Plenty of countries signed without any kind of scientific substantiation. After all, there won’t be any consequences if they are unable to meet their commitments – however, it sounds good that they committed themselves to climate protection.
“I reckon that elsewhere, too, they have started thinking in terms of national scenarios, but I believe we can consider as more a political declaration of intent that steps have to be taken towards a carbon neutral position. The migration that has already been observed is merely the precursor to that which will happen when entire countries are afflicted by desertification. In Syria between 2006 and 2010, 60% of arable land became infertile due to drought, as a consequence of which one and a half million people migrated to already overcrowded cities. This is obviously just adding oil to the fire.

“Unfortunately, there are plenty of other politically unstable regions where a climate change-related catastrophe can trigger other problems.”

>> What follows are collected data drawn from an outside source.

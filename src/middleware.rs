use axum::{
    extract::{ConnectInfo, Request},
    http::{HeaderName, HeaderValue, Method, header},
    middleware::Next,
    response::Response,
};
use governor::{Quota, RateLimiter, clock::DefaultClock, state::keyed::DefaultKeyedStateStore};
use std::{net::SocketAddr, num::NonZeroU32, sync::Arc, time::Duration};
use tower_http::cors::{AllowOrigin, Any, CorsLayer};

use crate::errors::AppError;

pub type IpRateLimiter = Arc<RateLimiter<String, DefaultKeyedStateStore<String>, DefaultClock>>;

pub fn create_rate_limiter(per_minute: NonZeroU32) -> IpRateLimiter {
    Arc::new(RateLimiter::keyed(Quota::per_minute(per_minute)))
}

// IP-based rate limiting middleware function
pub async fn rate_limit_middleware(
    rate_limiter: IpRateLimiter,
    request: Request,
    next: Next,
) -> Result<Response, AppError> {
    // Requests without connect info (in-process calls) share one bucket
    let client_ip =
        if let Some(ConnectInfo(addr)) = request.extensions().get::<ConnectInfo<SocketAddr>>() {
            addr.ip().to_string()
        } else {
            "unknown".to_string()
        };

    match rate_limiter.check_key(&client_ip) {
        Ok(_) => Ok(next.run(request).await),
        Err(_) => {
            tracing::warn!("Rate limit exceeded for IP: {}", client_ip);
            Err(AppError::TooManyRequests)
        }
    }
}

// CORS configuration; a lone "*" opens the gateway to any origin
pub fn cors_layer(allowed_origins: &[String]) -> CorsLayer {
    let origin = if allowed_origins.iter().any(|o| o == "*") {
        AllowOrigin::from(Any)
    } else {
        let origins = allowed_origins
            .iter()
            .filter_map(|o| match o.parse::<HeaderValue>() {
                Ok(value) => Some(value),
                Err(_) => {
                    tracing::warn!("Ignoring invalid CORS origin: {}", o);
                    None
                }
            })
            .collect::<Vec<_>>();
        AllowOrigin::list(origins)
    };

    tracing::info!("CORS allowed origins: {:?}", allowed_origins);

    CorsLayer::new()
        .allow_origin(origin)
        .allow_methods([
            Method::GET,
            Method::POST,
            Method::PUT,
            Method::DELETE,
            Method::OPTIONS,
        ])
        .allow_headers([
            header::AUTHORIZATION,
            header::CONTENT_TYPE,
            header::ACCEPT,
            HeaderName::from_static("x-authorization"),
        ])
        .max_age(Duration::from_secs(86400))
}
use sqlx::PgPool;

use crate::{errors::AppError, models::Settings};

pub async fn get_settings(postgres: PgPool) -> Result<Settings, AppError> {
    let rows = sqlx::query_as::<_, (String, Option<String>)>(
        "SELECT setting_key, setting_value FROM site_settings",
    )
    .fetch_all(&postgres)
    .await
    .map_err(|e| AppError::DatabaseError(format!("Failed to fetch settings: {}", e)))?;

    Ok(rows
        .into_iter()
        .filter_map(|(key, value)| value.map(|value| (key, value)))
        .collect())
}

/// Swaps the whole settings record in one transaction.
pub async fn replace_settings(settings: Settings, postgres: PgPool) -> Result<(), AppError> {
    let mut tx = postgres.begin().await?;

    sqlx::query("DELETE FROM site_settings")
        .execute(&mut *tx)
        .await
        .map_err(|e| AppError::DatabaseError(format!("Failed to clear settings: {}", e)))?;

    for (key, value) in settings.iter() {
        sqlx::query("INSERT INTO site_settings (setting_key, setting_value) VALUES ($1, $2)")
            .bind(key)
            .bind(value)
            .execute(&mut *tx)
            .await
            .map_err(|e| AppError::DatabaseError(format!("Failed to store setting {}: {}", key, e)))?;
    }

    tx.commit().await?;
    Ok(())
}
use axum::{Router, routing::get};

use crate::{
    http::handlers::{
        action_handler, delete_handler, health_handler, read_handler, update_handler,
    },
    state::AppState,
};

/// The whole gateway: one multiplexed endpoint plus a liveness probe.
pub fn create_http_routes(state: AppState) -> Router {
    Router::new()
        .route(
            "/",
            get(read_handler)
                .post(action_handler)
                .put(update_handler)
                .delete(delete_handler),
        )
        .route("/health", get(health_handler))
        .with_state(state)
}
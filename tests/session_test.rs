use club_site::client::{FileTokenStore, TokenStore};
use std::path::PathBuf;

fn temp_path(name: &str) -> PathBuf {
    std::env::temp_dir()
        .join(format!("club_site_{}_{}", std::process::id(), name))
        .join("session.json")
}

#[test]
fn test_file_store_round_trips_token() {
    let path = temp_path("roundtrip");
    let store = FileTokenStore::new(&path);

    assert_eq!(store.load().unwrap(), None);

    store.save("abc.def.ghi").unwrap();
    assert_eq!(store.load().unwrap().as_deref(), Some("abc.def.ghi"));

    // A fresh handle on the same file sees the token
    let reopened = FileTokenStore::new(&path);
    assert_eq!(reopened.load().unwrap().as_deref(), Some("abc.def.ghi"));

    reopened.clear().unwrap();
    assert_eq!(store.load().unwrap(), None);

    let _ = std::fs::remove_dir_all(path.parent().unwrap());
}

#[test]
fn test_file_store_keeps_unrelated_entries() {
    let path = temp_path("entries");
    std::fs::create_dir_all(path.parent().unwrap()).unwrap();
    std::fs::write(&path, r#"{"theme":"dark"}"#).unwrap();

    let store = FileTokenStore::new(&path);
    store.save("token").unwrap();
    store.clear().unwrap();

    let raw: serde_json::Value = serde_json::from_slice(&std::fs::read(&path).unwrap()).unwrap();
    assert_eq!(raw, serde_json::json!({ "theme": "dark" }));

    let _ = std::fs::remove_dir_all(path.parent().unwrap());
}

#[test]
fn test_corrupt_file_is_a_storage_error() {
    let path = temp_path("corrupt");
    std::fs::create_dir_all(path.parent().unwrap()).unwrap();
    std::fs::write(&path, "not json").unwrap();

    let store = FileTokenStore::new(&path);
    assert!(store.load().is_err());

    let _ = std::fs::remove_dir_all(path.parent().unwrap());
}
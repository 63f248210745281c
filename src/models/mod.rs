pub mod admin;
pub mod collection;
pub mod fields;
pub mod gallery;
pub mod game_match;
pub mod news;
pub mod player;
pub mod record;
pub mod settings;

pub use admin::{Admin, Claims};
pub use collection::{CollectionType, RecordKind};
pub use fields::FieldMap;
pub use gallery::{GalleryDraft, GalleryItem};
pub use game_match::{Match, MatchDraft};
pub use news::{NewsDraft, NewsItem};
pub use player::{Player, PlayerDraft};
pub use record::{Collection, Record, RecordDraft};
pub use settings::Settings;
//! Headless presentation layer: the state the public site and the admin
//! console hold, and the calls they make against the gateway.

pub mod console;
pub mod editor;
pub mod error;
pub mod form;
pub mod gateway;
pub mod request;
pub mod session;
pub mod site;
pub mod sync;

pub use console::{AdminConsole, Notice};
pub use editor::{RecordEditor, SettingsForm};
pub use error::ClientError;
pub use gateway::{GatewayClient, GatewayConfig, HttpGateway, LoginReply, VerifyReply};
pub use request::{FormFields, Mutation, ValidatedForm};
pub use session::{
    FileTokenStore, LoginOutcome, MemoryTokenStore, SessionManager, SessionState, TokenStore,
};
pub use site::{Contacts, Fixture, Heading, Hero, HistoryBlock, PublicSite, Section};
pub use sync::{ContentState, SyncReport, sync_all};
//! Mock implementations for testing
//!
//! These mocks enable integration testing without real I/O.

use super::{RuntimeManager, ScrollNotice};
use crate::state_machine::{Command, Event, ScrollContext};
use crate::store::{ChatId, MessageId, Persistence, Store, StoreResult};
use crate::transport::{
    ChatTransport, EventSource, InboundEvent, OutgoingMessage, TransportError,
};
use async_trait::async_trait;
use std::collections::VecDeque;
use std::sync::atomic::{AtomicI64, AtomicUsize, Ordering};
use std::sync::{Arc, Mutex};
use std::time::Duration;
use tokio::sync::{broadcast, mpsc};

// ============================================================================
// Mock Transport
// ============================================================================

/// Transport that records every call and hands out increasing message ids
pub struct MockTransport {
    next_id: AtomicI64,
    send_failures: Mutex<VecDeque<TransportError>>,
    delete_failures: Mutex<VecDeque<TransportError>>,
    send_delay: Option<Duration>,
    sent: Mutex<Vec<(ChatId, OutgoingMessage, MessageId)>>,
    deleted: Mutex<Vec<(ChatId, MessageId)>>,
}

#[allow(dead_code)]
impl MockTransport {
    pub fn new() -> Self {
        Self {
            next_id: AtomicI64::new(1000),
            send_failures: Mutex::new(VecDeque::new()),
            delete_failures: Mutex::new(VecDeque::new()),
            send_delay: None,
            sent: Mutex::new(Vec::new()),
            deleted: Mutex::new(Vec::new()),
        }
    }

    /// Make every send take `delay` (for interleaving tests)
    pub fn with_send_delay(mut self, delay: Duration) -> Self {
        self.send_delay = Some(delay);
        self
    }

    pub fn fail_next_send(&self, error: TransportError) {
        self.send_failures.lock().unwrap().push_back(error);
    }

    pub fn fail_next_delete(&self, error: TransportError) {
        self.delete_failures.lock().unwrap().push_back(error);
    }

    pub fn sent(&self) -> Vec<(ChatId, OutgoingMessage, MessageId)> {
        self.sent.lock().unwrap().clone()
    }

    /// Texts sent to one chat, in order
    pub fn sent_texts(&self, chat: ChatId) -> Vec<String> {
        self.sent
            .lock()
            .unwrap()
            .iter()
            .filter(|(c, _, _)| *c == chat)
            .map(|(_, m, _)| m.text.clone())
            .collect()
    }

    pub fn deleted(&self) -> Vec<(ChatId, MessageId)> {
        self.deleted.lock().unwrap().clone()
    }
}

impl Default for MockTransport {
    fn default() -> Self {
        Self::new()
    }
}

#[async_trait]
impl ChatTransport for MockTransport {
    async fn send_message(
        &self,
        chat: ChatId,
        message: &OutgoingMessage,
    ) -> Result<MessageId, TransportError> {
        if let Some(delay) = self.send_delay {
            tokio::time::sleep(delay).await;
        }
        if let Some(error) = self.send_failures.lock().unwrap().pop_front() {
            return Err(error);
        }

        let id = MessageId(self.next_id.fetch_add(1, Ordering::SeqCst));
        self.sent.lock().unwrap().push((chat, message.clone(), id));
        Ok(id)
    }

    async fn delete_message(
        &self,
        chat: ChatId,
        message_id: MessageId,
    ) -> Result<(), TransportError> {
        self.deleted.lock().unwrap().push((chat, message_id));
        match self.delete_failures.lock().unwrap().pop_front() {
            Some(error) => Err(error),
            None => Ok(()),
        }
    }
}
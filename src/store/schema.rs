//! Persisted conversation records

use serde::{Deserialize, Serialize};
use serde_json::{Map, Value};
use std::fmt;

/// Maximum length of a stored item, in Unicode scalar values
pub const MAX_ITEM_LEN: usize = 120;

/// Field that held the anchor before it was renamed
const LEGACY_ANCHOR_FIELD: &str = "msg_id";

/// Chat platform conversation identifier
#[derive(Debug, Clone, Copy, PartialEq, Eq, PartialOrd, Ord, Hash, Serialize, Deserialize)]
#[serde(transparent)]
pub struct ChatId(pub i64);

/// Chat platform message identifier, unique within a conversation
#[derive(Debug, Clone, Copy, PartialEq, Eq, PartialOrd, Ord, Hash, Serialize, Deserialize)]
#[serde(transparent)]
pub struct MessageId(pub i64);

impl fmt::Display for ChatId {
    fn fmt(&self, f: &mut fmt::Formatter<'_>) -> fmt::Result {
        write!(f, "{}", self.0)
    }
}

impl fmt::Display for MessageId {
    fn fmt(&self, f: &mut fmt::Formatter<'_>) -> fmt::Result {
        write!(f, "{}", self.0)
    }
}

/// Scroll state for one conversation.
///
/// `items` only grows one bounded line at a time or is cleared wholesale;
/// `anchor` is only rewritten by the anchor manager once a replacement
/// scroll has been sent.
#[derive(Debug, Clone, Default, PartialEq, Eq, Serialize, Deserialize)]
pub struct ConversationState {
    #[serde(default)]
    items: Vec<String>,
    #[serde(default)]
    anchor: Option<MessageId>,
}

impl ConversationState {
    #[cfg(test)]
    pub fn new(items: Vec<String>, anchor: Option<MessageId>) -> Self {
        Self { items, anchor }
    }

    pub fn items(&self) -> &[String] {
        &self.items
    }

    pub fn anchor(&self) -> Option<MessageId> {
        self.anchor
    }

    /// Append one item, silently truncated to [`MAX_ITEM_LEN`]
    pub fn push_item(&mut self, text: &str) {
        self.items.push(truncate_item(text));
    }

    pub fn clear_items(&mut self) {
        self.items.clear();
    }

    pub(crate) fn set_anchor(&mut self, anchor: MessageId) {
        self.anchor = Some(anchor);
    }
}

/// Keep at most [`MAX_ITEM_LEN`] characters of `text`, no marker appended
pub fn truncate_item(text: &str) -> String {
    text.chars().take(MAX_ITEM_LEN).collect()
}

/// Bring a raw record up to the current layout.
///
/// Returns true if the record was changed. Idempotent: a record that already
/// carries `anchor` and `items` is left untouched.
pub fn migrate_record(record: &mut Map<String, Value>) -> bool {
    let mut changed = false;

    if !record.contains_key("anchor") {
        let legacy = record.remove(LEGACY_ANCHOR_FIELD).unwrap_or(Value::Null);
        record.insert("anchor".to_string(), legacy);
        changed = true;
    }

    if !record.contains_key("items") {
        record.insert("items".to_string(), Value::Array(vec![]));
        changed = true;
    }

    changed
}
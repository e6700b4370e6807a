//! Pure state transition function
//!
//! Decides what an inbound event does to a conversation's items and which
//! effects follow. The anchor itself is never changed here: it moves only
//! when the anchor manager has actually sent a replacement scroll.

use super::{Command, Effect, Event, ScrollContext, ScrollPhase};
use crate::render::render;
use crate::store::{ConversationState, MessageId};
use thiserror::Error;

/// Result of a state transition
#[derive(Debug)]
pub struct TransitionResult {
    pub new_state: ConversationState,
    pub effects: Vec<Effect>,
}

impl TransitionResult {
    pub fn new(state: ConversationState) -> Self {
        Self {
            new_state: state,
            effects: vec![],
        }
    }

    pub fn with_effect(mut self, effect: Effect) -> Self {
        self.effects.push(effect);
        self
    }

    pub fn with_effects(mut self, effects: impl IntoIterator<Item = Effect>) -> Self {
        self.effects.extend(effects);
        self
    }
}

/// Why an inbound message was not absorbed. Not an error for the user:
/// the message is simply ignored.
#[derive(Debug, Clone, PartialEq, Eq, Error)]
pub enum Rejection {
    #[error("message is not a reply")]
    NotAReply,
    #[error("reply has no text")]
    EmptyText,
    #[error("no scroll has been posted")]
    NoScroll,
    #[error("reply targets {replied_to}, live scroll is {anchor}")]
    StaleAnchor {
        anchor: MessageId,
        replied_to: MessageId,
    },
}

/// Pure transition function
///
/// Given the same inputs it always produces the same outputs, with no I/O.
pub fn transition(
    state: &ConversationState,
    context: &ScrollContext,
    event: Event,
) -> Result<TransitionResult, Rejection> {
    match event {
        // Awaken works from either phase and always lands in Active
        Event::Command {
            command: Command::Awaken,
            ..
        } => Ok(TransitionResult::new(state.clone())
            .with_effect(Effect::replace_scroll(render(state.items())))
            .with_effect(Effect::SendHelp)),

        // Bring-to-bottom: same content, new message
        Event::Command {
            command: Command::List,
            ..
        } => Ok(TransitionResult::new(state.clone())
            .with_effect(Effect::replace_scroll(render(state.items())))),

        Event::Command {
            command: Command::Purge,
            message_id,
        } => {
            let mut new_state = state.clone();
            new_state.clear_items();
            let persist = (new_state != *state).then_some(Effect::PersistState);

            Ok(TransitionResult::new(new_state)
                .with_effects(persist)
                .with_effect(Effect::replace_scroll(render::<String>(&[])))
                .with_effect(Effect::SendAck {
                    reply_to: message_id,
                }))
        }

        Event::ReplyMessage {
            message_id,
            replied_to,
            text,
        } => {
            let replied_to = replied_to.ok_or(Rejection::NotAReply)?;
            let text = text.trim();
            if text.is_empty() {
                return Err(Rejection::EmptyText);
            }

            match ScrollPhase::of(state) {
                ScrollPhase::NoScroll => return Err(Rejection::NoScroll),
                phase @ ScrollPhase::Active { anchor } if !phase.accepts_reply_to(replied_to) => {
                    return Err(Rejection::StaleAnchor { anchor, replied_to });
                }
                ScrollPhase::Active { .. } => {}
            }

            let mut new_state = state.clone();
            new_state.push_item(text);
            let text = render(new_state.items());

            let cleanup = context
                .auto_delete_replies
                .then_some(Effect::DeleteReply { message_id });

            Ok(TransitionResult::new(new_state)
                .with_effect(Effect::PersistState)
                .with_effect(Effect::replace_scroll(text))
                .with_effects(cleanup))
        }
    }
}
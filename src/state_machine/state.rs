//! Scroll lifecycle phases and per-runtime context

use crate::store::{ConversationState, MessageId};

/// Where a conversation is in the scroll lifecycle
#[derive(Debug, Clone, Copy, PartialEq, Eq)]
pub enum ScrollPhase {
    /// No scroll has been posted yet
    NoScroll,
    /// `anchor` is the one live scroll message
    Active { anchor: MessageId },
}

impl ScrollPhase {
    pub fn of(state: &ConversationState) -> Self {
        match state.anchor() {
            Some(anchor) => Self::Active { anchor },
            None => Self::NoScroll,
        }
    }

    /// Whether a reply targeting `replied_to` may append to the scroll
    pub fn accepts_reply_to(self, replied_to: MessageId) -> bool {
        matches!(self, Self::Active { anchor } if anchor == replied_to)
    }
}

/// Static settings a transition may consult
#[derive(Debug, Clone, Copy, PartialEq, Eq)]
pub struct ScrollContext {
    /// Delete absorbed replies once the scroll has been replaced
    pub auto_delete_replies: bool,
}

impl ScrollContext {
    pub fn new(auto_delete_replies: bool) -> Self {
        Self {
            auto_delete_replies,
        }
    }
}

impl Default for ScrollContext {
    fn default() -> Self {
        Self::new(true)
    }
}
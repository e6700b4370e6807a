//! Process configuration
//!
//! Read once at startup from the environment (after an optional `.env`
//! file). Validation returns a typed error; `main` decides how to exit.

use std::path::PathBuf;
use std::time::Duration;
use thiserror::Error;

const DEFAULT_DATA_PATH: &str = "data.json";
const DEFAULT_API_BASE: &str = "https://api.telegram.org";
const DEFAULT_POLL_TIMEOUT_SECS: u64 = 30;

#[derive(Debug, Error, PartialEq, Eq)]
pub enum ConfigError {
    #[error("AUTH_TOKEN missing (legacy name BOT_TOKEN is also accepted)")]
    MissingToken,
    #[error("{name} must be a whole number of seconds, got {value:?}")]
    InvalidDuration { name: &'static str, value: String },
}

/// Runtime configuration
#[derive(Clone, PartialEq, Eq)]
pub struct Config {
    pub auth_token: String,
    /// Delete replies once they have been absorbed into the scroll
    pub auto_delete_replies: bool,
    pub data_path: PathBuf,
    pub api_base: String,
    pub poll_timeout: Duration,
}

// Hand-written so the token never reaches logs
impl std::fmt::Debug for Config {
    fn fmt(&self, f: &mut std::fmt::Formatter<'_>) -> std::fmt::Result {
        f.debug_struct("Config")
            .field("auth_token", &"<redacted>")
            .field("auto_delete_replies", &self.auto_delete_replies)
            .field("data_path", &self.data_path)
            .field("api_base", &self.api_base)
            .field("poll_timeout", &self.poll_timeout)
            .finish()
    }
}

impl Config {
    pub fn from_env() -> Result<Self, ConfigError> {
        Self::from_lookup(|name| std::env::var(name).ok())
    }

    /// Build from an arbitrary variable lookup
    pub fn from_lookup(lookup: impl Fn(&str) -> Option<String>) -> Result<Self, ConfigError> {
        let first_of = |names: &[&str]| names.iter().find_map(|name| lookup(name));

        let auth_token = first_of(&["AUTH_TOKEN", "BOT_TOKEN"])
            .map(|t| t.trim().to_string())
            .filter(|t| !t.is_empty())
            .ok_or(ConfigError::MissingToken)?;

        let auto_delete_replies = first_of(&["AUTO_DELETE_REPLIES", "DELETE_REPLIES"])
            .map_or(true, |v| parse_flag(&v));

        let poll_timeout = match lookup("POLL_TIMEOUT_SECS") {
            Some(value) => value
                .trim()
                .parse()
                .map(Duration::from_secs)
                .map_err(|_| ConfigError::InvalidDuration {
                    name: "POLL_TIMEOUT_SECS",
                    value,
                })?,
            None => Duration::from_secs(DEFAULT_POLL_TIMEOUT_SECS),
        };

        Ok(Self {
            auth_token,
            auto_delete_replies,
            data_path: lookup("SCROLL_DATA_PATH")
                .map_or_else(|| PathBuf::from(DEFAULT_DATA_PATH), PathBuf::from),
            api_base: lookup("TELEGRAM_API_BASE").unwrap_or_else(|| DEFAULT_API_BASE.to_string()),
            poll_timeout,
        })
    }
}

/// `true`, `1` and `yes` (any case) are on; anything else is off
fn parse_flag(value: &str) -> bool {
    matches!(
        value.trim().to_ascii_lowercase().as_str(),
        "true" | "1" | "yes"
    )
}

We could also have made such a declaration bringing popularity and without any consequences – or perhaps not?
“These governments are not the ones implementing the commitment. The countries who now undertook to be carbon neutral by 2050 are those where, on the basis of European Parliament elections and in their preparatory work, the electorates made it crystal clear that for them, climate change is one of the most important questions. These governments know that their electorates expect them to take action on this issue. Here in Hungary, this was not a significant aspect in the course of elections and the campaign, so it would be tantamount to political suicide to have taken on such a massive undertaking that the electorate not only do not expect but perhaps are even scared of its consequences. The climate summit reflected what voters had asked of their elected politicians at the European Parliamentary election. Nor is it possible to say that there is no consequence from such an undertaking because if we do it, then it will be necessary to slightly adjust short-term energy plans to these new targets. I reckon that we don’t have to deduce far-reaching consequences from the fact that, fearing such radical change, we did not commit ourselves at this time.

“It is also important to recognize that those who are in a position to reach decisions today are, on the whole, older, and they believe that they are wealthy enough to protect themselves from those impacts that will come about within their lifetime.

“However, we are beginning to hear the voices of those young people who reckon that we are burning up their future.

“It is easy to make governments responsible for everything but industrialist decision-makers also have to calculate that sooner or later, the upcoming generation will vote with their wallets.”